======== Records supplied ========

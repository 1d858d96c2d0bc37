//! In-memory client sessions and the components that mutate them.

pub mod clock;
pub mod fixtures;
pub mod liveness;
pub mod registry;

use chrono::{DateTime, Local};
use std::collections::VecDeque;

use crate::chat::messages::{Message, Sender};
use crate::tcp::Connection;

pub use clock::{Clock, ManualClock, SystemClock};
pub use registry::{Delivery, RegistrySettings, SessionRegistry};

/// Messages kept per session for fast UI redraw. The database stays
/// authoritative.
pub const HISTORY_CACHE_LIMIT: usize = 200;

/// Registry key of a member on a PC.
pub fn client_id(member: &str, pc_name: &str) -> String {
    format!("{}_{}", member, pc_name)
}

#[derive(Debug, Clone, Copy, PartialEq, Eq)]
pub enum SessionStatus {
    Online,
    Offline,
    /// Offline because the liveness sweep timed the client out. Only a new
    /// connect frame leaves this state.
    ForcedShutdown,
}

impl SessionStatus {
    pub fn is_online(&self) -> bool {
        matches!(self, Self::Online)
    }

    pub fn is_offline(&self) -> bool {
        !self.is_online()
    }

    pub fn as_str(&self) -> &'static str {
        match self {
            Self::Online => "online",
            Self::Offline => "offline",
            Self::ForcedShutdown => "forced_shutdown",
        }
    }
}

/// Bounded, most-recent-last message buffer.
#[derive(Debug, Clone, Default)]
pub struct HistoryCache {
    messages: VecDeque<Message>,
}

impl HistoryCache {
    pub fn push(&mut self, message: Message) {
        if self.messages.len() == HISTORY_CACHE_LIMIT {
            self.messages.pop_front();
        }
        self.messages.push_back(message);
    }

    pub fn iter(&self) -> impl Iterator<Item = &Message> {
        self.messages.iter()
    }

    pub fn len(&self) -> usize {
        self.messages.len()
    }

    pub fn is_empty(&self) -> bool {
        self.messages.is_empty()
    }

    pub fn last(&self) -> Option<&Message> {
        self.messages.back()
    }

    pub fn mark_client_messages_read(&mut self) {
        for message in self.messages.iter_mut() {
            if message.sender == Sender::Client {
                message.read = true;
            }
        }
    }

    pub fn unread_count(&self) -> usize {
        self.messages
            .iter()
            .filter(|m| m.sender == Sender::Client && !m.read)
            .count()
    }
}

/// One member on one PC, as tracked by the registry.
#[derive(Debug, Clone)]
pub struct ClientSession {
    pub id: String,
    pub member: String,
    pub pc_name: String,
    pub status: SessionStatus,
    /// Owned transport while online
    pub connection: Option<Connection>,
    /// Last inbound frame of any type; drives the liveness sweep
    pub last_seen_at: Option<DateTime<Local>>,
    /// Last non-heartbeat inbound frame; drives UI ordering
    pub last_activity_at: Option<DateTime<Local>>,
    /// Open span in the sessions table, if any
    pub persisted_session_id: Option<i64>,
    /// Synthetic session for manual UI testing; never swept
    pub is_virtual: bool,
    pub history: HistoryCache,
}

impl ClientSession {
    /// A freshly connected session.
    pub fn new(member: &str, pc_name: &str, now: DateTime<Local>) -> Self {
        Self {
            id: client_id(member, pc_name),
            member: member.to_string(),
            pc_name: pc_name.to_string(),
            status: SessionStatus::Online,
            connection: None,
            last_seen_at: Some(now),
            last_activity_at: None,
            persisted_session_id: None,
            is_virtual: false,
            history: HistoryCache::default(),
        }
    }
}
use rusqlite_migration::{Migrations, M};

/// Define all schema migrations.
/// Uses SQLite user_version pragma for tracking, so running them on every
/// startup is a no-op once the schema is current.
pub fn migrations() -> Migrations<'static> {
    Migrations::new(vec![
        M::up(
            "-- Migration 1: members, sessions, messages
-- IF NOT EXISTS keeps databases created by the legacy operator usable.

CREATE TABLE IF NOT EXISTS members (
    member        TEXT PRIMARY KEY,
    display_name  TEXT
);

CREATE TABLE IF NOT EXISTS sessions (
    id            INTEGER PRIMARY KEY AUTOINCREMENT,
    member        TEXT NOT NULL,
    pc_name       TEXT NOT NULL,
    login_time    INTEGER NOT NULL,
    logout_time   INTEGER,
    FOREIGN KEY (member) REFERENCES members(member)
);

CREATE TABLE IF NOT EXISTS messages (
    id         INTEGER PRIMARY KEY AUTOINCREMENT,
    member     TEXT    NOT NULL,
    sender     TEXT    NOT NULL,
    content    TEXT    NOT NULL,
    timestamp  INTEGER NOT NULL,
    read       INTEGER DEFAULT 0,
    FOREIGN KEY (member) REFERENCES members(member)
);
",
        ),
        M::up(
            "-- Migration 2: message kind and lookup indexes

ALTER TABLE messages ADD COLUMN kind TEXT NOT NULL DEFAULT 'chat';

CREATE INDEX IF NOT EXISTS idx_messages_member_time ON messages(member, timestamp);
CREATE INDEX IF NOT EXISTS idx_messages_unread ON messages(member, sender, read);
CREATE INDEX IF NOT EXISTS idx_sessions_member ON sessions(member);
",
        ),
    ])
}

========

Try it:
Please write out the data again exactly as it stands.

Problem solution:
repository 1d858d96c2d0bc37
//! In-memory client sessions and the components that mutate them.

pub mod clock;
pub mod fixtures;
pub mod liveness;
pub mod registry;

use chrono::{DateTime, Local};
use std::collections::VecDeque;

use crate::chat::messages::{Message, Sender};
use crate::tcp::Connection;

pub use clock::{Clock, ManualClock, SystemClock};
pub use registry::{Delivery, RegistrySettings, SessionRegistry};

/// Messages kept per session for fast UI redraw. The database stays
/// authoritative.
pub const HISTORY_CACHE_LIMIT: usize = 200;

/// Registry key of a member on a PC.
pub fn client_id(member: &str, pc_name: &str) -> String {
    format!("{}_{}", member, pc_name)
}

#[derive(Debug, Clone, Copy, PartialEq, Eq)]
pub enum SessionStatus {
    Online,
    Offline,
    /// Offline because the liveness sweep timed the client out. Only a new
    /// connect frame leaves this state.
    ForcedShutdown,
}

impl SessionStatus {
    pub fn is_online(&self) -> bool {
        matches!(self, Self::Online)
    }

    pub fn is_offline(&self) -> bool {
        !self.is_online()
    }

    pub fn as_str(&self) -> &'static str {
        match self {
            Self::Online => "online",
            Self::Offline => "offline",
            Self::ForcedShutdown => "forced_shutdown",
        }
    }
}

/// Bounded, most-recent-last message buffer.
#[derive(Debug, Clone, Default)]
pub struct HistoryCache {
    messages: VecDeque<Message>,
}

impl HistoryCache {
    pub fn push(&mut self, message: Message) {
        if self.messages.len() == HISTORY_CACHE_LIMIT {
            self.messages.pop_front();
        }
        self.messages.push_back(message);
    }

    pub fn iter(&self) -> impl Iterator<Item = &Message> {
        self.messages.iter()
    }

    pub fn len(&self) -> usize {
        self.messages.len()
    }

    pub fn is_empty(&self) -> bool {
        self.messages.is_empty()
    }

    pub fn last(&self) -> Option<&Message> {
        self.messages.back()
    }

    pub fn mark_client_messages_read(&mut self) {
        for message in self.messages.iter_mut() {
            if message.sender == Sender::Client {
                message.read = true;
            }
        }
    }

    pub fn unread_count(&self) -> usize {
        self.messages
            .iter()
            .filter(|m| m.sender == Sender::Client && !m.read)
            .count()
    }
}

/// One member on one PC, as tracked by the registry.
#[derive(Debug, Clone)]
pub struct ClientSession {
    pub id: String,
    pub member: String,
    pub pc_name: String,
    pub status: SessionStatus,
    /// Owned transport while online
    pub connection: Option<Connection>,
    /// Last inbound frame of any type; drives the liveness sweep
    pub last_seen_at: Option<DateTime<Local>>,
    /// Last non-heartbeat inbound frame; drives UI ordering
    pub last_activity_at: Option<DateTime<Local>>,
    /// Open span in the sessions table, if any
    pub persisted_session_id: Option<i64>,
    /// Synthetic session for manual UI testing; never swept
    pub is_virtual: bool,
    pub history: HistoryCache,
}

impl ClientSession {
    /// A freshly connected session.
    pub fn new(member: &str, pc_name: &str, now: DateTime<Local>) -> Self {
        Self {
            id: client_id(member, pc_name),
            member: member.to_string(),
            pc_name: pc_name.to_string(),
            status: SessionStatus::Online,
            connection: None,
            last_seen_at: Some(now),
            last_activity_at: None,
            persisted_session_id: None,
            is_virtual: false,
            history: HistoryCache::default(),
        }
    }
}
use rusqlite_migration::{Migrations, M};

/// Define all schema migrations.
/// Uses SQLite user_version pragma for tracking, so running them on every
/// startup is a no-op once the schema is current.
pub fn migrations() -> Migrations<'static> {
    Migrations::new(vec![
        M::up(
            "-- Migration 1: members, sessions, messages
-- IF NOT EXISTS keeps databases created by the legacy operator usable.

CREATE TABLE IF NOT EXISTS members (
    member        TEXT PRIMARY KEY,
    display_name  TEXT
);

CREATE TABLE IF NOT EXISTS sessions (
    id            INTEGER PRIMARY KEY AUTOINCREMENT,
    member        TEXT NOT NULL,
    pc_name       TEXT NOT NULL,
    login_time    INTEGER NOT NULL,
    logout_time   INTEGER,
    FOREIGN KEY (member) REFERENCES members(member)
);

CREATE TABLE IF NOT EXISTS messages (
    id         INTEGER PRIMARY KEY AUTOINCREMENT,
    member     TEXT    NOT NULL,
    sender     TEXT    NOT NULL,
    content    TEXT    NOT NULL,
    timestamp  INTEGER NOT NULL,
    read       INTEGER DEFAULT 0,
    FOREIGN KEY (member) REFERENCES members(member)
);
",
        ),
        M::up(
            "-- Migration 2: message kind and lookup indexes

ALTER TABLE messages ADD COLUMN kind TEXT NOT NULL DEFAULT 'chat';

CREATE INDEX IF NOT EXISTS idx_messages_member_time ON messages(member, timestamp);
CREATE INDEX IF NOT EXISTS idx_messages_unread ON messages(member, sender, read);
CREATE INDEX IF NOT EXISTS idx_sessions_member ON sessions(member);
",
        ),
    ])
}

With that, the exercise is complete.